🤖 AI Summary
To address the high flooding overhead and poor robustness of conventional gossip-based decentralized federated learning (D-FL) under unreliable communication, this paper proposes a Routing-and-Aggregation (R&A) D-FL framework. It enables directed model exchange—rather than network-wide flooding—via end-to-end packet error rate–driven optimal routing selection. Furthermore, it jointly models routing paths and aggregation weights, introducing an error-compensating adaptive normalized weighting mechanism. This work establishes, for the first time, a theoretical coupling between D-FL convergence and network-layer routing characteristics. Experiments demonstrate that, on a 10-client network, R&A-D-FL achieves 35% higher accuracy than standard gossip D-FL. When scaled to a 28-node network with bit errors, its performance approaches that of error-free centralized FL. The framework significantly improves both convergence speed and robustness in heterogeneous, lossy networks.
📝 Abstract
Decentralized federated learning (D-FL) allows clients to aggregate learning models locally, offering flexibility and scalability.

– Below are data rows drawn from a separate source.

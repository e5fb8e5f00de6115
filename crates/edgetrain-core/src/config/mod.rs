//! Configuration for every edgetrain subsystem.
//!
//! # Examples
//!
//! ```
//! use edgetrain_core::config::EdgeTrainConfig;
//!
//! let config = EdgeTrainConfig::from_toml("[training]\nthreshold = 250").unwrap();
//! assert_eq!(config.training.threshold, 250);
//! assert_eq!(config.training.poll_interval_secs, 30);
//! ```

pub mod defaults;
mod observability_config;
mod remote_config;
mod storage_config;
mod training_config;
mod virtual_device_config;

use std::path::Path;

use serde::{Deserialize, Serialize};

use crate::errors::{EdgeTrainError, EdgeTrainResult};

pub use observability_config::ObservabilityConfig;
pub use remote_config::RemoteConfig;
pub use storage_config::StorageConfig;
pub use training_config::TrainingConfig;
pub use virtual_device_config::VirtualDeviceConfig;

/// Root configuration. Every section is optional in TOML and falls back to
/// the values in [`defaults`].
#[derive(Debug, Clone, Default, Serialize, Deserialize)]
#[serde(default)]
pub struct EdgeTrainConfig {
    pub storage: StorageConfig,
    pub training: TrainingConfig,
    pub remote: RemoteConfig,
    pub virtual_device: VirtualDeviceConfig,
    pub observability: ObservabilityConfig,
}

impl EdgeTrainConfig {
    /// Parse a TOML document. Missing sections and fields take defaults.
    pub fn from_toml(source: &str) -> EdgeTrainResult<Self> {
        toml::from_str(source).map_err(|e| EdgeTrainError::ConfigError(e.to_string()))
    }

    /// Read and parse a TOML file.
    pub fn load(path: &Path) -> EdgeTrainResult<Self> {
        let source = std::fs::read_to_string(path).map_err(|e| {
            EdgeTrainError::ConfigError(format!("cannot read {}: {e}", path.display()))
        })?;
        Self::from_toml(&source)
    }

    /// Overlay secrets and paths from the process environment.
    pub fn apply_env_overrides(&mut self) {
        self.apply_overrides(|key| std::env::var(key).ok());
    }

    /// Overlay values from an arbitrary lookup (the environment in production).
    pub fn apply_overrides<F>(&mut self, lookup: F)
    where
        F: Fn(&str) -> Option<String>,
    {
        if let Some(key) = lookup(defaults::ENV_API_KEY).filter(|v| !v.is_empty()) {
            self.remote.api_key = key;
        }
        if let Some(key) = lookup(defaults::ENV_VIRTUAL_DEVICE_API_KEY).filter(|v| !v.is_empty()) {
            self.virtual_device.api_key = Some(key);
        }
        if let Some(path) = lookup(defaults::ENV_DB_PATH).filter(|v| !v.is_empty()) {
            self.storage.db_path = path;
        }
    }

    /// Reject values the orchestrator cannot run with.
    pub fn validate(&self) -> EdgeTrainResult<()> {
        if self.training.threshold == 0 {
            return Err(EdgeTrainError::ConfigError(
                "training.threshold must be a positive integer".into(),
            ));
        }
        if self.training.poll_interval_secs == 0 {
            return Err(EdgeTrainError::ConfigError(
                "training.poll_interval_secs must be > 0".into(),
            ));
        }
        if self.training.max_consecutive_failures == 0 {
            return Err(EdgeTrainError::ConfigError(
                "training.max_consecutive_failures must be > 0".into(),
            ));
        }
        if self.training.upload_batch_size == 0 {
            return Err(EdgeTrainError::ConfigError(
                "training.upload_batch_size must be > 0".into(),
            ));
        }
        if self.remote.timeout_secs == 0 {
            return Err(EdgeTrainError::ConfigError(
                "remote.timeout_secs must be > 0".into(),
            ));
        }
        Ok(())
    }
}
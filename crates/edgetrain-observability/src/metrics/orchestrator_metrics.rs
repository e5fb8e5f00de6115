use std::sync::atomic::{AtomicU64, Ordering};

use serde::{Deserialize, Serialize};

use edgetrain_core::errors::RemoteError;
use edgetrain_core::models::JobState;

/// Lock-free counters shared between the API path and the poller.
#[derive(Debug, Default)]
pub struct OrchestratorMetrics {
    samples_ingested: AtomicU64,
    triggers_fired: AtomicU64,
    triggers_skipped: AtomicU64,
    conflicts: AtomicU64,
    transitions: AtomicU64,
    jobs_deployed: AtomicU64,
    jobs_failed: AtomicU64,
    transient_remote_errors: AtomicU64,
    fatal_remote_errors: AtomicU64,
    stale_commits: AtomicU64,
    busy_skips: AtomicU64,
    poll_cycles: AtomicU64,
    samples_uploaded: AtomicU64,
    upload_failures: AtomicU64,
}

/// Point-in-time copy of every counter.
#[derive(Debug, Clone, Default, PartialEq, Eq, Serialize, Deserialize)]
pub struct MetricsSnapshot {
    pub samples_ingested: u64,
    pub triggers_fired: u64,
    pub triggers_skipped: u64,
    pub conflicts: u64,
    pub transitions: u64,
    pub jobs_deployed: u64,
    pub jobs_failed: u64,
    pub transient_remote_errors: u64,
    pub fatal_remote_errors: u64,
    pub stale_commits: u64,
    pub busy_skips: u64,
    pub poll_cycles: u64,
    pub samples_uploaded: u64,
    pub upload_failures: u64,
}

fn bump(counter: &AtomicU64) {
    counter.fetch_add(1, Ordering::Relaxed);
}

impl OrchestratorMetrics {
    pub fn new() -> Self {
        Self::default()
    }

    pub fn record_sample_ingested(&self) {
        bump(&self.samples_ingested);
    }

    pub fn record_trigger_fired(&self) {
        bump(&self.triggers_fired);
    }

    pub fn record_trigger_skipped(&self) {
        bump(&self.triggers_skipped);
    }

    pub fn record_conflict(&self) {
        bump(&self.conflicts);
    }

    /// Count a committed state change; terminal states feed their own totals.
    pub fn record_transition(&self, to: JobState) {
        bump(&self.transitions);
        match to {
            JobState::Deployed => bump(&self.jobs_deployed),
            JobState::Failed => bump(&self.jobs_failed),
            _ => {}
        }
    }

    pub fn record_remote_error(&self, err: &RemoteError) {
        if err.is_transient() {
            bump(&self.transient_remote_errors);
        } else {
            bump(&self.fatal_remote_errors);
        }
    }

    pub fn record_stale_commit(&self) {
        bump(&self.stale_commits);
    }

    pub fn record_busy_skip(&self) {
        bump(&self.busy_skips);
    }

    pub fn record_poll_cycle(&self) {
        bump(&self.poll_cycles);
    }

    pub fn record_uploads(&self, uploaded: usize, failed: usize) {
        self.samples_uploaded
            .fetch_add(uploaded as u64, Ordering::Relaxed);
        self.upload_failures.fetch_add(failed as u64, Ordering::Relaxed);
    }

    pub fn snapshot(&self) -> MetricsSnapshot {
        let load = |c: &AtomicU64| c.load(Ordering::Relaxed);
        MetricsSnapshot {
            samples_ingested: load(&self.samples_ingested),
            triggers_fired: load(&self.triggers_fired),
            triggers_skipped: load(&self.triggers_skipped),
            conflicts: load(&self.conflicts),
            transitions: load(&self.transitions),
            jobs_deployed: load(&self.jobs_deployed),
            jobs_failed: load(&self.jobs_failed),
            transient_remote_errors: load(&self.transient_remote_errors),
            fatal_remote_errors: load(&self.fatal_remote_errors),
            stale_commits: load(&self.stale_commits),
            busy_skips: load(&self.busy_skips),
            poll_cycles: load(&self.poll_cycles),
            samples_uploaded: load(&self.samples_uploaded),
            upload_failures: load(&self.upload_failures),
        }
    }
}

Existing D-FL methods use gossip protocols, which are inefficient when not all nodes in the network are D-FL clients. This paper puts forth a new D-FL strategy, termed Route-and-Aggregate (R&A) D-FL, where participating clients exchange models with their peers through established routes (as opposed to flooding) and adaptively normalize their aggregation coefficients to compensate for communication errors. The impact of routing and imperfect links on the convergence of R&A D-FL is analyzed, revealing that convergence is minimized when routes with the minimum end-to-end packet error rates are employed to deliver models. Our analysis is experimentally validated through three image classification tasks and two next-word prediction tasks, utilizing widely recognized datasets and models. R&A D-FL outperforms the flooding-based D-FL method in terms of training accuracy by 35% in our tested 10-client network, and shows strong synergy between D-FL and networking. In another test with 10 D-FL clients, the training accuracy of R&A D-FL with communication errors approaches that of the ideal C-FL without communication errors, as the number of routing nodes (i.e., nodes that do not participate in the training of D-FL) rises to 28.